But such examples have a hard time resonating with Americans. Maybe we need to look closer to home, to examples in our midst in which cars, for whatever reason, are not king. One such example is Fire Island, a 31-mile island off the coast of Long Island, NY. More than twice as long as Manhattan, it is no more than a quarter mile wide at its widest spot.

Fire Island is primarily a summer vacation destination, especially for wealthy and upper-middle class folks from New York City. There are almost no paved roads – instead, boardwalks wide enough for two people walking side by side predominate. Cars are generally prohibited, with emergency, phone company, and utility company vehicles being the only exceptions. The island is simply too narrow for cars. This geographic peculiarity set the stage for Fire Island to become something of an ambiguous bicycle mecca.

The absence of cars means that bicycling has become part and parcel of the life and culture of Fire Island. The dozen or so distinct towns and communities are scaled for walkers and bikers, and each can be traversed on foot in no more than 10-15 minutes.

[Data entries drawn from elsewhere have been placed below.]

// SPDX-License-Identifier: Apache-2.0 OR MIT
// Copyright (c) 2025-2026 naskel.com

//! Blocking JSON POST client shared by the adapters.

use super::{AdapterError, DeliveryOutcome, SensorDataBody};
use reqwest::blocking::Client;
use reqwest::{IntoUrl, Url};
use std::time::Duration;

/// HTTP client bound to one destination base URL.
#[derive(Debug, Clone)]
pub struct RestClient {
    base: String,
    root: Url,
    timeout: Duration,
    client: Client,
}

impl RestClient {
    /// Create a client for `base_url` with a whole-request timeout.
    pub fn new(base_url: &str, timeout: Duration) -> Result<Self, AdapterError> {
        let root = Url::parse(base_url).map_err(|e| AdapterError::InvalidUrl {
            url: base_url.to_string(),
            reason: e.to_string(),
        })?;
        if root.cannot_be_a_base() {
            return Err(AdapterError::InvalidUrl {
                url: base_url.to_string(),
                reason: "not a base URL".into(),
            });
        }

        tracing::info!(
            "Creating REST client for '{}' with timeout {:?}",
            base_url,
            timeout
        );
        let client = Client::builder()
            .timeout(timeout)
            .user_agent(concat!("sensor-forwarder/", env!("CARGO_PKG_VERSION")))
            .build()?;

        Ok(Self {
            base: base_url.trim_end_matches('/').to_string(),
            root,
            timeout,
            client,
        })
    }

    pub fn base_url(&self) -> &str {
        &self.base
    }

    pub fn timeout(&self) -> Duration {
        self.timeout
    }

    /// Full URL for a path relative to the base.
    pub fn url(&self, path: &str) -> String {
        format!("{}/{}", self.base, path.trim_start_matches('/'))
    }

    /// URL below the base built from path segments. Each segment is
    /// percent-encoded, so `/`, `?` and `#` stay inside it.
    pub fn segments_url(&self, segments: &[&str]) -> Url {
        let mut url = self.root.clone();
        // Only fails for cannot-be-a-base URLs, rejected in `new`.
        if let Ok(mut path) = url.path_segments_mut() {
            path.pop_if_empty().extend(segments);
        }
        url
    }

    /// POST `body` as JSON to a path relative to the base.
    pub fn post_json(
        &self,
        path: &str,
        query: &[(&str, &str)],
        headers: &[(&str, &str)],
        body: &SensorDataBody,
    ) -> DeliveryOutcome {
        self.post_json_to(self.url(path), query, headers, body)
    }

    /// POST `body` as JSON to `url` and classify the response.
    pub fn post_json_to<U: IntoUrl>(
        &self,
        url: U,
        query: &[(&str, &str)],
        headers: &[(&str, &str)],
        body: &SensorDataBody,
    ) -> DeliveryOutcome {
        let mut request = self.client.post(url).json(body);
        if !query.is_empty() {
            request = request.query(query);
        }
        for (name, value) in headers {
            request = request.header(*name, *value);
        }

        let response = match request.send() {
            Ok(r) => r,
            Err(e) => return DeliveryOutcome::TransportError(e.to_string()),
        };

        let status = response.status();
        let detail = match response.text() {
            Ok(text) => text,
            Err(e) => return DeliveryOutcome::TransportError(e.to_string()),
        };

        if status.is_success() {
            DeliveryOutcome::Success {
                status: status.as_u16(),
                detail,
            }
        } else {
            DeliveryOutcome::RejectedByServer {
                status: status.as_u16(),
                detail,
            }
        }
    }
}
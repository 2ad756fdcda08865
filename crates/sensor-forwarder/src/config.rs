// SPDX-License-Identifier: Apache-2.0 OR MIT
// Copyright (c) 2025-2026 naskel.com

//! Forwarder configuration.
//!
//! Loaded from TOML. Every field has a default, so a minimal file only
//! names the destinations to enable.

use crate::decoder::PayloadEncoding;
use crate::dispatcher::{DEFAULT_QUEUE_CAPACITY, DEFAULT_SHUTDOWN_TIMEOUT};
use serde::{Deserialize, Serialize};
use std::path::{Path, PathBuf};
use std::time::Duration;
use thiserror::Error;

/// Configuration errors.
#[derive(Debug, Error)]
pub enum ConfigError {
    #[error("I/O error: {0}")]
    Io(#[from] std::io::Error),

    #[error("TOML parse error: {0}")]
    Toml(#[from] toml::de::Error),

    #[error("TOML serialize error: {0}")]
    TomlSer(#[from] toml::ser::Error),

    #[error("Invalid configuration: {0}")]
    Invalid(String),
}

/// Forwarder configuration.
#[derive(Debug, Clone, Serialize, Deserialize)]
pub struct ForwarderConfig {
    /// Instance name (for identification).
    #[serde(default = "default_name")]
    pub name: String,

    /// Log level.
    #[serde(default = "default_log_level")]
    pub log_level: String,

    /// Payload encoding of the uplinks.
    #[serde(default)]
    pub encoding: PayloadEncoding,

    /// Task queue capacity per destination.
    #[serde(default = "default_queue_capacity")]
    pub queue_capacity: usize,

    /// How long shutdown keeps draining the queues (seconds).
    #[serde(default = "default_shutdown_timeout")]
    pub shutdown_timeout_secs: u64,

    /// Statistics reporting interval (seconds, 0 disables).
    #[serde(default = "default_stats_interval")]
    pub stats_interval_secs: u64,

    #[serde(default)]
    pub mqtt: MqttConfig,

    #[serde(default = "LuftdatenConfig::disabled")]
    pub luftdaten: LuftdatenConfig,

    #[serde(default = "FeinStaubConfig::disabled")]
    pub feinstaub: FeinStaubConfig,

    #[serde(default = "OpenSenseConfig::disabled")]
    pub opensense: OpenSenseConfig,

    #[serde(default)]
    pub attributes: AttributesConfig,
}

fn default_name() -> String {
    "sensor-forwarder".to_string()
}

fn default_log_level() -> String {
    "info".to_string()
}

fn default_queue_capacity() -> usize {
    DEFAULT_QUEUE_CAPACITY
}

fn default_shutdown_timeout() -> u64 {
    DEFAULT_SHUTDOWN_TIMEOUT.as_secs()
}

fn default_stats_interval() -> u64 {
    60
}

fn default_timeout() -> u64 {
    20
}

fn default_true() -> bool {
    true
}

impl Default for ForwarderConfig {
    fn default() -> Self {
        Self {
            name: default_name(),
            log_level: default_log_level(),
            encoding: PayloadEncoding::Rudzl,
            queue_capacity: DEFAULT_QUEUE_CAPACITY,
            shutdown_timeout_secs: default_shutdown_timeout(),
            stats_interval_secs: default_stats_interval(),
            mqtt: MqttConfig::default(),
            luftdaten: LuftdatenConfig::default(),
            feinstaub: FeinStaubConfig::default(),
            opensense: OpenSenseConfig::default(),
            attributes: AttributesConfig::default(),
        }
    }
}

impl ForwarderConfig {
    /// Load configuration from a TOML file.
    pub fn from_file<P: AsRef<Path>>(path: P) -> Result<Self, ConfigError> {
        let content = std::fs::read_to_string(path)?;
        Self::from_toml_str(&content)
    }

    /// Parse and validate TOML text.
    pub fn from_toml_str(content: &str) -> Result<Self, ConfigError> {
        let config: Self = toml::from_str(content)?;
        config.validate()?;
        Ok(config)
    }

    pub fn shutdown_timeout(&self) -> Duration {
        Duration::from_secs(self.shutdown_timeout_secs)
    }

    pub fn to_toml_string(&self) -> Result<String, ConfigError> {
        Ok(toml::to_string_pretty(self)?)
    }

    /// Validate the configuration.
    pub fn validate(&self) -> Result<(), ConfigError> {
        if !self.encoding.is_supported() {
            return Err(ConfigError::Invalid(format!(
                "Unsupported payload encoding '{}'",
                self.encoding
            )));
        }

        if self.queue_capacity == 0 {
            return Err(ConfigError::Invalid("queue_capacity must be > 0".into()));
        }

        let destinations = [
            ("luftdaten", self.luftdaten.enabled, &self.luftdaten.url, self.luftdaten.timeout_secs),
            ("feinstaub", self.feinstaub.enabled, &self.feinstaub.url, self.feinstaub.timeout_secs),
            ("opensense", self.opensense.enabled, &self.opensense.url, self.opensense.timeout_secs),
        ];

        if !destinations.iter().any(|(_, enabled, _, _)| *enabled) {
            return Err(ConfigError::Invalid("No destination enabled".into()));
        }

        for (name, enabled, url, timeout) in destinations {
            if !enabled {
                continue;
            }
            if url.trim().is_empty() {
                return Err(ConfigError::Invalid(format!("[{}] url is empty", name)));
            }
            if timeout == 0 {
                return Err(ConfigError::Invalid(format!(
                    "[{}] timeout_secs must be > 0",
                    name
                )));
            }
        }

        if self.opensense.enabled && self.opensense.attribute.trim().is_empty() {
            return Err(ConfigError::Invalid("[opensense] attribute is empty".into()));
        }

        if self.mqtt.enabled {
            if self.mqtt.host.trim().is_empty() {
                return Err(ConfigError::Invalid("[mqtt] host is empty".into()));
            }
            if self.mqtt.topic.trim().is_empty() {
                return Err(ConfigError::Invalid("[mqtt] topic is empty".into()));
            }
        }

        if self.attributes.file.is_some() && self.attributes.refresh_secs == 0 {
            return Err(ConfigError::Invalid(
                "[attributes] refresh_secs must be > 0".into(),
            ));
        }

        Ok(())
    }

    /// Names of the enabled destinations.
    pub fn enabled_destinations(&self) -> Vec<&'static str> {
        let mut names = Vec::new();
        if self.luftdaten.enabled {
            names.push("luftdaten");
        }
        if self.feinstaub.enabled {
            names.push("feinstaub");
        }
        if self.opensense.enabled {
            names.push("opensense");
        }
        names
    }
}

/// MQTT broker connection (TTN v2 application).
#[derive(Debug, Clone, Serialize, Deserialize)]
pub struct MqttConfig {
    #[serde(default = "default_true")]
    pub enabled: bool,

    #[serde(default = "default_mqtt_host")]
    pub host: String,

    #[serde(default = "default_mqtt_port")]
    pub port: u16,

    /// Application id (MQTT user name).
    #[serde(default)]
    pub app_id: String,

    /// Application access key (MQTT password).
    #[serde(default)]
    pub app_key: String,

    #[serde(default = "default_mqtt_topic")]
    pub topic: String,

    #[serde(default = "default_keep_alive")]
    pub keep_alive_secs: u64,
}

fn default_mqtt_host() -> String {
    "eu.thethings.network".to_string()
}

fn default_mqtt_port() -> u16 {
    1883
}

fn default_mqtt_topic() -> String {
    "+/devices/+/up".to_string()
}

fn default_keep_alive() -> u64 {
    60
}

impl Default for MqttConfig {
    fn default() -> Self {
        Self {
            enabled: true,
            host: default_mqtt_host(),
            port: default_mqtt_port(),
            app_id: String::new(),
            app_key: String::new(),
            topic: default_mqtt_topic(),
            keep_alive_secs: default_keep_alive(),
        }
    }
}

/// Luftdaten push API.
#[derive(Debug, Clone, Serialize, Deserialize)]
pub struct LuftdatenConfig {
    #[serde(default = "default_true")]
    pub enabled: bool,

    #[serde(default = "default_luftdaten_url")]
    pub url: String,

    #[serde(default = "default_timeout")]
    pub timeout_secs: u64,

    /// `X-Pin` header value.
    #[serde(default = "default_pin")]
    pub pin: u16,
}

fn default_luftdaten_url() -> String {
    "https://api.luftdaten.info".to_string()
}

fn default_pin() -> u16 {
    crate::adapter::luftdaten::DEFAULT_PIN
}

impl Default for LuftdatenConfig {
    fn default() -> Self {
        Self {
            enabled: true,
            url: default_luftdaten_url(),
            timeout_secs: default_timeout(),
            pin: default_pin(),
        }
    }
}

impl LuftdatenConfig {
    fn disabled() -> Self {
        Self {
            enabled: false,
            ..Self::default()
        }
    }

    pub fn timeout(&self) -> Duration {
        Duration::from_secs(self.timeout_secs)
    }
}

/// FeinStaub API.
#[derive(Debug, Clone, Serialize, Deserialize)]
pub struct FeinStaubConfig {
    #[serde(default = "default_true")]
    pub enabled: bool,

    #[serde(default = "default_feinstaub_url")]
    pub url: String,

    #[serde(default = "default_timeout")]
    pub timeout_secs: u64,
}

fn default_feinstaub_url() -> String {
    "https://api-rrd.madavi.de".to_string()
}

impl Default for FeinStaubConfig {
    fn default() -> Self {
        Self {
            enabled: true,
            url: default_feinstaub_url(),
            timeout_secs: default_timeout(),
        }
    }
}

impl FeinStaubConfig {
    fn disabled() -> Self {
        Self {
            enabled: false,
            ..Self::default()
        }
    }

    pub fn timeout(&self) -> Duration {
        Duration::from_secs(self.timeout_secs)
    }
}

/// openSenseMap API.
#[derive(Debug, Clone, Serialize, Deserialize)]
pub struct OpenSenseConfig {
    #[serde(default = "default_true")]
    pub enabled: bool,

    #[serde(default = "default_opensense_url")]
    pub url: String,

    #[serde(default = "default_timeout")]
    pub timeout_secs: u64,

    /// Device attribute holding the box id.
    #[serde(default = "default_opensense_attribute")]
    pub attribute: String,
}

fn default_opensense_url() -> String {
    "https://api.opensensemap.org".to_string()
}

fn default_opensense_attribute() -> String {
    crate::adapter::opensense::DEFAULT_ROUTING_ATTRIBUTE.to_string()
}

impl Default for OpenSenseConfig {
    fn default() -> Self {
        Self {
            enabled: true,
            url: default_opensense_url(),
            timeout_secs: default_timeout(),
            attribute: default_opensense_attribute(),
        }
    }
}

impl OpenSenseConfig {
    fn disabled() -> Self {
        Self {
            enabled: false,
            ..Self::default()
        }
    }

    pub fn timeout(&self) -> Duration {
        Duration::from_secs(self.timeout_secs)
    }
}

/// Device attribute file.
#[derive(Debug, Clone, Serialize, Deserialize)]
pub struct AttributesConfig {
    /// TOML file with `[devices."<id>"]` tables.
    #[serde(default)]
    pub file: Option<PathBuf>,

    /// Reload interval (seconds).
    #[serde(default = "default_refresh")]
    pub refresh_secs: u64,
}

fn default_refresh() -> u64 {
    300
}

impl Default for AttributesConfig {
    fn default() -> Self {
        Self {
            file: None,
            refresh_secs: default_refresh(),
        }
    }
}

impl AttributesConfig {
    pub fn refresh_interval(&self) -> Duration {
        Duration::from_secs(self.refresh_secs)
    }
}

#[cfg(test)]
mod tests {
    use super::*;

    #[test]
    fn test_default_config_is_valid() {
        let config = ForwarderConfig::default();
        config.validate().expect("default config valid");
        assert_eq!(
            config.enabled_destinations(),
            vec!["luftdaten", "feinstaub", "opensense"]
        );
    }

    #[test]
    fn test_minimal_file() {
        let config = ForwarderConfig::from_toml_str(
            r#"
            [feinstaub]
            url = "http://localhost:8080"
            "#,
        )
        .expect("parse");

        assert_eq!(config.encoding, PayloadEncoding::Rudzl);
        assert_eq!(config.enabled_destinations(), vec!["feinstaub"]);
        assert_eq!(config.feinstaub.timeout(), Duration::from_secs(20));
        assert_eq!(config.queue_capacity, DEFAULT_QUEUE_CAPACITY);
        assert_eq!(config.shutdown_timeout(), DEFAULT_SHUTDOWN_TIMEOUT);
        assert_eq!(config.mqtt.topic, "+/devices/+/up");
    }

    #[test]
    fn test_no_destination() {
        let err = ForwarderConfig::from_toml_str("name = \"x\"").unwrap_err();
        assert!(matches!(err, ConfigError::Invalid(_)));
    }

    #[test]
    fn test_unsupported_encoding_rejected() {
        let err = ForwarderConfig::from_toml_str(
            r#"
            encoding = "cayenne"
            [luftdaten]
            "#,
        )
        .unwrap_err();
        assert!(err.to_string().contains("cayenne"));
    }

    #[test]
    fn test_zero_timeout_rejected() {
        let err = ForwarderConfig::from_toml_str(
            r#"
            [opensense]
            timeout_secs = 0
            "#,
        )
        .unwrap_err();
        assert!(err.to_string().contains("opensense"));
    }

    #[test]
    fn test_toml_roundtrip_of_default() {
        let text = ForwarderConfig::default().to_toml_string().expect("serialize");
        let parsed = ForwarderConfig::from_toml_str(&text).expect("parse");
        assert_eq!(parsed.opensense.attribute, "opensense-id");
        assert_eq!(parsed.luftdaten.pin, 1);
    }

    #[test]
    fn test_from_file() {
        let dir = tempfile::tempdir().expect("tempdir");
        let path = dir.path().join("forwarder.toml");
        std::fs::write(
            &path,
            r#"
            encoding = "rudzl"
            queue_capacity = 8
            shutdown_timeout_secs = 3

            [mqtt]
            enabled = false

            [opensense]
            url = "http://127.0.0.1:1234"

            [attributes]
            file = "devices.toml"
            refresh_secs = 30
            "#,
        )
        .expect("write");

        let config = ForwarderConfig::from_file(&path).expect("load");
        assert_eq!(config.queue_capacity, 8);
        assert_eq!(config.shutdown_timeout(), Duration::from_secs(3));
        assert!(!config.mqtt.enabled);
        assert_eq!(config.attributes.refresh_interval(), Duration::from_secs(30));
        assert_eq!(config.enabled_destinations(), vec!["opensense"]);
    }
}
// SPDX-License-Identifier: Apache-2.0 OR MIT
// Copyright (c) 2025-2026 naskel.com

//! Uplink orchestration.
//!
//! The [`Forwarder`] decodes uplinks and hands the resulting reading to
//! every configured [`UploadDispatcher`]. It never performs network I/O on
//! the caller's thread and never returns an error to the ingestion path.

use crate::adapter::{
    AdapterError, DestinationAdapter, FeinStaubAdapter, LuftdatenAdapter, OpenSenseAdapter,
    RestClient,
};
use crate::config::ForwarderConfig;
use crate::decoder::{self, PayloadEncoding};
use crate::dispatcher::{DispatchError, DispatchStatsSnapshot, UploadDispatcher};
use crate::reading::{Measurements, Reading};
use crate::routing::{AttributeMap, DeviceRoutingTable};
use crate::uplink::TtnUplink;
use chrono::{DateTime, Utc};
use std::collections::HashMap;
use std::sync::Arc;

/// Decodes uplinks and fans readings out to all destinations.
pub struct Forwarder {
    encoding: PayloadEncoding,
    dispatchers: Vec<UploadDispatcher>,
}

impl Forwarder {
    /// Create a forwarder over a fixed set of dispatchers.
    pub fn new(encoding: PayloadEncoding, dispatchers: Vec<UploadDispatcher>) -> Self {
        Self {
            encoding,
            dispatchers,
        }
    }

    /// Build adapters and dispatchers for every enabled destination.
    pub fn from_config(config: &ForwarderConfig) -> Result<Self, AdapterError> {
        let dispatcher =
            |adapter: Arc<dyn DestinationAdapter>, routing: Option<Arc<DeviceRoutingTable>>| {
                UploadDispatcher::new(adapter, routing, config.queue_capacity)
                    .with_shutdown_timeout(config.shutdown_timeout())
            };
        let mut dispatchers = Vec::new();

        if config.luftdaten.enabled {
            let client = RestClient::new(&config.luftdaten.url, config.luftdaten.timeout())?;
            let adapter: Arc<dyn DestinationAdapter> =
                Arc::new(LuftdatenAdapter::new(client, config.luftdaten.pin));
            dispatchers.push(dispatcher(adapter, None));
        }

        if config.feinstaub.enabled {
            let client = RestClient::new(&config.feinstaub.url, config.feinstaub.timeout())?;
            let adapter: Arc<dyn DestinationAdapter> = Arc::new(FeinStaubAdapter::new(client));
            dispatchers.push(dispatcher(adapter, None));
        }

        if config.opensense.enabled {
            let client = RestClient::new(&config.opensense.url, config.opensense.timeout())?;
            let adapter: Arc<dyn DestinationAdapter> = Arc::new(OpenSenseAdapter::new(
                client,
                config.opensense.attribute.clone(),
            ));
            let table = Arc::new(DeviceRoutingTable::new());
            dispatchers.push(dispatcher(adapter, Some(table)));
        }

        Ok(Self::new(config.encoding.clone(), dispatchers))
    }

    pub fn encoding(&self) -> &PayloadEncoding {
        &self.encoding
    }

    pub fn dispatchers(&self) -> &[UploadDispatcher] {
        &self.dispatchers
    }

    /// Start every dispatcher. Already started ones are stopped again on error.
    pub fn start(&self) -> Result<(), DispatchError> {
        tracing::info!("Starting forwarder with {} destination(s)", self.dispatchers.len());
        for (i, dispatcher) in self.dispatchers.iter().enumerate() {
            if let Err(e) = dispatcher.start() {
                for started in &self.dispatchers[..i] {
                    started.stop();
                }
                return Err(e);
            }
        }
        Ok(())
    }

    /// Stop every dispatcher, draining queued uploads until each deadline.
    pub fn stop(&self) {
        tracing::info!("Stopping forwarder");
        for dispatcher in &self.dispatchers {
            dispatcher.stop();
        }
        tracing::info!("Stopped forwarder");
    }

    /// Handle one uplink payload received now.
    pub fn on_uplink(&self, device_id: &str, raw_payload: &[u8], encoding: &PayloadEncoding) {
        self.on_uplink_at(device_id, Utc::now(), raw_payload, encoding);
    }

    /// Handle one uplink payload with an explicit receive time.
    pub fn on_uplink_at(
        &self,
        device_id: &str,
        received_at: DateTime<Utc>,
        raw_payload: &[u8],
        encoding: &PayloadEncoding,
    ) {
        match decoder::decode(encoding, raw_payload) {
            Ok(measurements) => self.dispatch(device_id, received_at, measurements),
            Err(e) => tracing::warn!("Dropping uplink from {}: {}", device_id, e),
        }
    }

    /// Handle a TTN uplink message as received from MQTT.
    pub fn on_message(&self, received_at: DateTime<Utc>, topic: &str, message: &str) {
        tracing::debug!("Received on '{}': '{}'", topic, message);

        let uplink = match TtnUplink::parse(message) {
            Ok(u) => u,
            Err(e) => {
                tracing::warn!("Could not parse uplink on '{}': {}", topic, e);
                return;
            }
        };
        let Some(device_id) = uplink.device_id() else {
            tracing::warn!("Dropping uplink on '{}': no device id", topic);
            return;
        };

        let decoded = uplink
            .fields()
            .and_then(|fields| decoder::decode_fields(&self.encoding, fields));
        match decoded {
            Ok(measurements) => self.dispatch(device_id, received_at, measurements),
            Err(e) => tracing::warn!("Dropping uplink from {}: {}", device_id, e),
        }
    }

    fn dispatch(&self, device_id: &str, received_at: DateTime<Utc>, measurements: Measurements) {
        let reading = Reading::from_measurements(device_id, received_at, measurements);
        tracing::debug!("Dispatching {} value(s) from {}", reading.len(), device_id);
        for dispatcher in &self.dispatchers {
            dispatcher.schedule_upload(device_id, &reading);
        }
    }

    /// Refresh the routing table of every routed destination.
    pub fn process_attributes(&self, attributes: &HashMap<String, AttributeMap>) {
        for dispatcher in &self.dispatchers {
            let (Some(key), Some(table)) = (
                dispatcher.adapter().routing_attribute(),
                dispatcher.routing_table(),
            ) else {
                continue;
            };
            let count = table.refresh(attributes, key);
            tracing::info!(
                "Routing table for {} refreshed: {} of {} device(s)",
                dispatcher.name(),
                count,
                attributes.len()
            );
        }
    }

    /// Per-destination statistics.
    pub fn stats(&self) -> Vec<DispatchStatsSnapshot> {
        self.dispatchers.iter().map(|d| d.stats()).collect()
    }
}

People who otherwise would never get on a bicycle readily and happily ride around the island – a fact that becomes obvious when watching how tentative and wobbly many people are on those bikes.

The bikes of choice are generally single-speed heavy-duty utility bikes, built not for speed or flash but for leisurely ambling, often with large baskets. Multi-speed bikes are beside the point here – the island is completely flat, and going fast enough to use more than one gear is generally not an option, due to sharing the “road” with the many people walking on foot.

As a result, Fire Island is home to scenes that are sadly vanishing from the American landscape. Kids ride bikes, with or without a destination, on their own; parents who would never allow their kids to get on a bike in their car-choked urban or suburban neighborhoods or to take a bike ride by themselves are able to let them off the virtual leash a bit, since no cars means that pretty much the entire island is safe for new and learning riders. The few businesses and stores use cargo bikes for hauling and deliveries. Visitors use wagons to transport their luggage and groceries from the ferries to their houses (think old-school Radio Flyers).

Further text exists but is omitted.